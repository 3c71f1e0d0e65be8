//! chemdrill-store — tiered TTL cache and score-history persistence.
//!
//! Both stores degrade rather than fail: a rejected durable write leaves
//! the cache memory-only and a history write a no-op, because losing
//! storage must never abort a quiz session.

pub mod cache;
pub mod durable;
pub mod error;
pub mod history;

pub use cache::{CacheStore, Clock, ManualClock, SystemClock};
pub use durable::{DurableStore, JsonFileStore, MemoryStore};
pub use error::StoreError;
pub use history::{HistoryStore, HISTORY_CAP};
//! Storage error types.
//!
//! Durable-tier failures are non-fatal by design: the cache and history
//! stores catch and log them rather than letting a quota or I/O problem
//! abort a quiz session.

use thiserror::Error;

/// Errors from a durable store backend.
#[derive(Debug, Error)]
pub enum StoreError {
    /// The backing storage rejected a write (quota, I/O, permissions).
    #[error("durable write failed for key '{key}': {reason}")]
    WriteFailed { key: String, reason: String },

    /// The backing storage could not be opened or read.
    #[error("durable store unavailable: {0}")]
    Unavailable(String),
}
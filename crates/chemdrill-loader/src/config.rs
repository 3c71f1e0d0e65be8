//! Engine configuration and loader factory.

use std::path::{Path, PathBuf};
use std::sync::Arc;
use std::time::Duration;

use anyhow::{Context, Result};
use serde::{Deserialize, Serialize};

use chemdrill_store::{CacheStore, JsonFileStore};

use crate::fallback::FallbackCatalog;
use crate::loader::{LoaderConfig, PoolLoader};
use crate::remote::HttpRemoteSource;

/// Top-level chemdrill configuration.
#[derive(Debug, Clone, Serialize, Deserialize)]
pub struct ChemdrillConfig {
    /// Remote pool endpoint.
    #[serde(default = "default_endpoint")]
    pub endpoint: String,
    /// Bound on one remote request, in seconds.
    #[serde(default = "default_timeout_secs")]
    pub request_timeout_secs: u64,
    /// Additional fetch attempts after the first failure.
    #[serde(default = "default_max_retries")]
    pub max_retries: u32,
    /// Fixed delay between attempts, in milliseconds.
    #[serde(default = "default_retry_delay_ms")]
    pub retry_delay_ms: u64,
    /// How long a fetched pool stays fresh, in seconds.
    #[serde(default = "default_pool_ttl_secs")]
    pub pool_ttl_secs: u64,
    /// Durable store file.
    #[serde(default = "default_store_path")]
    pub store_path: PathBuf,
}

fn default_endpoint() -> String {
    "https://api.chemdrill.dev/pools".to_string()
}
fn default_timeout_secs() -> u64 {
    15
}
fn default_max_retries() -> u32 {
    2
}
fn default_retry_delay_ms() -> u64 {
    1000
}
fn default_pool_ttl_secs() -> u64 {
    3600
}
fn default_store_path() -> PathBuf {
    PathBuf::from("./chemdrill-store.json")
}

impl Default for ChemdrillConfig {
    fn default() -> Self {
        Self {
            endpoint: default_endpoint(),
            request_timeout_secs: default_timeout_secs(),
            max_retries: default_max_retries(),
            retry_delay_ms: default_retry_delay_ms(),
            pool_ttl_secs: default_pool_ttl_secs(),
            store_path: default_store_path(),
        }
    }
}

/// Load configuration from well-known paths.
///
/// Search order:
/// 1. `chemdrill.toml` in the current directory
/// 2. `~/.config/chemdrill/config.toml`
///
/// Environment variable override: `CHEMDRILL_ENDPOINT`.
pub fn load_config() -> Result<ChemdrillConfig> {
    load_config_from(None)
}

/// Load config from an explicit path, or search the default locations.
pub fn load_config_from(path: Option<&Path>) -> Result<ChemdrillConfig> {
    let config_path = if let Some(p) = path {
        if p.exists() {
            Some(p.to_path_buf())
        } else {
            anyhow::bail!("config file not found: {}", p.display());
        }
    } else {
        let local = PathBuf::from("chemdrill.toml");
        if local.exists() {
            Some(local)
        } else if let Some(home) = dirs_path() {
            let global = home.join("config.toml");
            global.exists().then_some(global)
        } else {
            None
        }
    };

    let mut config = match config_path {
        Some(path) => {
            let content = std::fs::read_to_string(&path)
                .with_context(|| format!("failed to read config: {}", path.display()))?;
            toml::from_str::<ChemdrillConfig>(&content)
                .with_context(|| format!("failed to parse config: {}", path.display()))?
        }
        None => ChemdrillConfig::default(),
    };

    if let Ok(endpoint) = std::env::var("CHEMDRILL_ENDPOINT") {
        config.endpoint = endpoint;
    }

    Ok(config)
}

fn dirs_path() -> Option<PathBuf> {
    std::env::var("HOME")
        .ok()
        .map(|h| PathBuf::from(h).join(".config").join("chemdrill"))
}

/// Build a ready-to-use [`PoolLoader`] from a configuration: HTTP source,
/// file-backed durable cache, and the bundled fallback catalog.
pub fn create_loader(config: &ChemdrillConfig) -> Result<PoolLoader> {
    let source = Arc::new(HttpRemoteSource::new(
        &config.endpoint,
        Duration::from_secs(config.request_timeout_secs),
    ));

    let durable = Arc::new(
        JsonFileStore::open(&config.store_path)
            .with_context(|| format!("failed to open store: {}", config.store_path.display()))?,
    );
    let cache = CacheStore::new(durable, Duration::from_secs(config.pool_ttl_secs));

    Ok(PoolLoader::new(
        source,
        cache,
        FallbackCatalog::bundled(),
        LoaderConfig {
            max_retries: config.max_retries,
            retry_delay: Duration::from_millis(config.retry_delay_ms),
        },
    ))
}
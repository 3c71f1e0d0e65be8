//! End-to-end loader tests over a real HTTP boundary and a file-backed
//! durable store.

use std::sync::Arc;
use std::time::Duration;

use wiremock::matchers::{method, query_param};
use wiremock::{Mock, MockServer, ResponseTemplate};

use chemdrill_core::model::{PoolType, QuestionRecord};
use chemdrill_loader::{FallbackCatalog, HttpRemoteSource, LoaderConfig, PoolLoader};
use chemdrill_store::{CacheStore, JsonFileStore};

const TTL: Duration = Duration::from_secs(3600);

fn loader_for(server_uri: &str, store_path: &std::path::Path) -> PoolLoader {
    let source = Arc::new(HttpRemoteSource::new(
        server_uri,
        Duration::from_secs(5),
    ));
    let durable = Arc::new(JsonFileStore::open(store_path).unwrap());
    PoolLoader::new(
        source,
        CacheStore::new(durable, TTL),
        FallbackCatalog::bundled(),
        LoaderConfig {
            max_retries: 0,
            retry_delay: Duration::from_millis(10),
        },
    )
}

#[tokio::test]
async fn fetched_pool_survives_a_process_restart() {
    let server = MockServer::start().await;
    let body = serde_json::json!({
        "records": [
            {"id": "cmp-1", "name": "Water", "formula": "H2O", "family": "oxide"},
            {"id": "cmp-2", "name": "Ammonia", "formula": "NH3"}
        ]
    });
    Mock::given(method("GET"))
        .and(query_param("type", "compounds"))
        .and(query_param("category", "organic"))
        .respond_with(ResponseTemplate::new(200).set_body_json(&body))
        .expect(1)
        .mount(&server)
        .await;

    let dir = tempfile::tempdir().unwrap();
    let store_path = dir.path().join("store.json");

    let loader = loader_for(&server.uri(), &store_path);
    let pool = loader.load("organic", PoolType::Compounds).await.unwrap();
    assert_eq!(pool.len(), 2);
    drop(loader);

    // A new loader over the same store file serves from the durable tier;
    // the mock's expect(1) fails the test if the server is hit again.
    let restarted = loader_for(&server.uri(), &store_path);
    let pool = restarted
        .load("organic", PoolType::Compounds)
        .await
        .unwrap();
    assert_eq!(pool.len(), 2);
    assert_eq!(pool.records()[1].answer, "NH3");
}

#[tokio::test]
async fn html_response_falls_back_to_bundled_data() {
    let server = MockServer::start().await;
    Mock::given(method("GET"))
        .respond_with(
            ResponseTemplate::new(200)
                .set_body_string("<!DOCTYPE html><html><body>Sign in</body></html>"),
        )
        .expect(1)
        .mount(&server)
        .await;

    let dir = tempfile::tempdir().unwrap();
    let loader = loader_for(&server.uri(), &dir.path().join("store.json"));

    let pool = loader.load("general", PoolType::Reactions).await.unwrap();
    assert!(pool.len() >= 10, "bundled reactions dataset expected");
    assert!(pool.iter().all(|r: &QuestionRecord| !r.answer.is_empty()));
}

#[tokio::test]
async fn unreachable_endpoint_without_fallback_is_data_unavailable() {
    // Nothing listens here; connection fails immediately.
    let source = Arc::new(HttpRemoteSource::new(
        "http://127.0.0.1:1",
        Duration::from_secs(1),
    ));
    let dir = tempfile::tempdir().unwrap();
    let durable = Arc::new(JsonFileStore::open(&dir.path().join("store.json")).unwrap());
    let loader = PoolLoader::new(
        source,
        CacheStore::new(durable, TTL),
        FallbackCatalog::empty(),
        LoaderConfig {
            max_retries: 1,
            retry_delay: Duration::from_millis(10),
        },
    );

    let err = loader.load("organic", PoolType::Compounds).await.unwrap_err();
    assert!(matches!(
        err,
        chemdrill_loader::LoaderError::DataUnavailable { .. }
    ));
}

### Exercise description
Check each line of the entries for the word "PoolLoader". State how many lines hold it, and write nothing else.

### Answer box
8